> [Problem statement]: From the entries below, list each line with "predicate".

> [The data]:
—————
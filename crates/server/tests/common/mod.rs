//! Common test utilities for API testing with mocks.
//!
//! This module provides a test fixture that builds the router in-process
//! with mock stage collaborators and a mock encoding worker, so the HTTP API
//! can be exercised without ffmpeg or real media.

#![allow(dead_code)]

use std::sync::Arc;
use std::time::Duration;

use axum::body::Body;
use axum::http::{Request, StatusCode};
use axum::Router;
use http_body_util::BodyExt;
use serde_json::Value;
use tempfile::TempDir;
use tower::ServiceExt;

use mediarelay_core::{
    create_audit_system, AuditStore, Config, JobStore, OrchestratorConfig, PipelineOrchestrator,
    RetryConfig, SqliteAuditStore, SqliteJobStore, WorkerSpec,
    testing::{MockEncoderClient, MockStageServices},
};
use mediarelay_server::{api::create_router, app::build_orchestrator, state::AppState};

/// Test fixture for API testing with mock dependencies.
///
/// # Example
///
/// ```rust,ignore
/// #[tokio::test]
/// async fn test_job_submission() {
///     let fixture = TestFixture::started().await;
///
///     let response = fixture.post("/api/v1/jobs", json!({
///         "source_ref": "/downloads/heat.mkv"
///     })).await;
///
///     assert_eq!(response.status, 201);
/// }
/// ```
pub struct TestFixture {
    pub router: Router,
    pub orchestrator: Arc<PipelineOrchestrator>,
    /// Mock stage collaborators - queue outcomes, add delays
    pub stages: MockStageServices,
    /// Mock local encoder - control encode results
    pub encoder: MockEncoderClient,
    /// Temporary directory for the test database and encoded outputs
    pub temp_dir: TempDir,
}

/// Response from a test request
#[derive(Debug)]
pub struct TestResponse {
    pub status: StatusCode,
    pub body: Value,
}

impl TestFixture {
    /// Fixture with the scheduling loop stopped.
    pub async fn new() -> Self {
        let temp_dir = TempDir::new().expect("Failed to create temp dir");
        let db_path = temp_dir.path().join("test.db");

        let mut config = Config::default();
        config.database.path = db_path.clone();
        config.orchestrator = OrchestratorConfig::default().with_poll_interval_ms(10);
        config.retry = RetryConfig::default().with_delays(0, 0);
        config.encoding.poll_interval_ms = 5;
        config.encoding.output_dir = temp_dir.path().join("encoded");
        config.encoding.local.enabled = false;

        // Create stores
        let audit_store: Arc<dyn AuditStore> = Arc::new(
            SqliteAuditStore::new(&db_path).expect("Failed to create audit store"),
        );
        let job_store: Arc<dyn JobStore> =
            Arc::new(SqliteJobStore::new(&db_path).expect("Failed to create job store"));

        // Create audit system
        let (audit_handle, audit_writer) = create_audit_system(Arc::clone(&audit_store), 100);
        tokio::spawn(audit_writer.run());

        let stages = MockStageServices::new();
        let encoder = MockEncoderClient::new("local");

        let orchestrator = Arc::new(build_orchestrator(
            &config,
            job_store,
            Some(audit_handle),
            stages.services(),
        ));
        orchestrator
            .add_worker(WorkerSpec::local("local", 1), Arc::new(encoder.clone()))
            .await
            .expect("Failed to register mock worker");

        let state = Arc::new(AppState::new(
            config,
            Arc::clone(&orchestrator),
            audit_store,
        ));
        let router = create_router(state);

        Self {
            router,
            orchestrator,
            stages,
            encoder,
            temp_dir,
        }
    }

    /// Fixture with the scheduling loop running.
    pub async fn started() -> Self {
        let fixture = Self::new().await;
        fixture
            .orchestrator
            .start()
            .await
            .expect("Failed to start orchestrator");
        fixture
    }

    /// Send a GET request to the test server.
    pub async fn get(&self, path: &str) -> TestResponse {
        self.request("GET", path, None).await
    }

    /// Send a POST request with JSON body.
    pub async fn post(&self, path: &str, body: Value) -> TestResponse {
        self.request("POST", path, Some(body)).await
    }

    /// Send a DELETE request.
    pub async fn delete(&self, path: &str) -> TestResponse {
        self.request("DELETE", path, None).await
    }

    /// Send a GET request and return the raw body as text.
    pub async fn get_text(&self, path: &str) -> (StatusCode, String) {
        let request = Request::builder()
            .method("GET")
            .uri(path)
            .body(Body::empty())
            .unwrap();
        let response = self
            .router
            .clone()
            .oneshot(request)
            .await
            .expect("Failed to send request");
        let status = response.status();
        let bytes = response
            .into_body()
            .collect()
            .await
            .expect("Failed to collect body")
            .to_bytes();
        (status, String::from_utf8_lossy(&bytes).to_string())
    }

    /// Poll a job through the API until the predicate holds.
    pub async fn wait_for_job(&self, job_id: &str, predicate: impl Fn(&Value) -> bool) -> Value {
        for _ in 0..300 {
            let response = self.get(&format!("/api/v1/jobs/{}", job_id)).await;
            if response.status == StatusCode::OK && predicate(&response.body) {
                return response.body;
            }
            tokio::time::sleep(Duration::from_millis(10)).await;
        }
        panic!("Timed out waiting for job {}", job_id);
    }

    pub async fn stop(&self) {
        self.orchestrator.stop().await;
    }

    /// Send a request to the test server.
    async fn request(&self, method: &str, path: &str, body: Option<Value>) -> TestResponse {
        let mut request_builder = Request::builder().method(method).uri(path);

        let body = if let Some(json_body) = body {
            request_builder = request_builder.header("Content-Type", "application/json");
            Body::from(serde_json::to_vec(&json_body).unwrap())
        } else {
            Body::empty()
        };

        let request = request_builder.body(body).unwrap();

        let response = self
            .router
            .clone()
            .oneshot(request)
            .await
            .expect("Failed to send request");

        let status = response.status();
        let body_bytes = response
            .into_body()
            .collect()
            .await
            .expect("Failed to collect body")
            .to_bytes();

        let body: Value = if body_bytes.is_empty() {
            Value::Null
        } else {
            serde_json::from_slice(&body_bytes).unwrap_or(Value::Null)
        };

        TestResponse { status, body }
    }
}

/// Helper to assert a response has expected status.
#[macro_export]
macro_rules! assert_status {
    ($response:expr, $status:expr) => {
        assert_eq!(
            $response.status, $status,
            "Expected status {:?}, got {:?}. Body: {}",
            $status,
            $response.status,
            serde_json::to_string_pretty(&$response.body).unwrap_or_default()
        );
    };
}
—————
> [Response to this exercise]:
    /// Poll a job through the API until the predicate holds.
    pub async fn wait_for_job(&self, job_id: &str, predicate: impl Fn(&Value) -> bool) -> Value {
            if response.status == StatusCode::OK && predicate(&response.body) {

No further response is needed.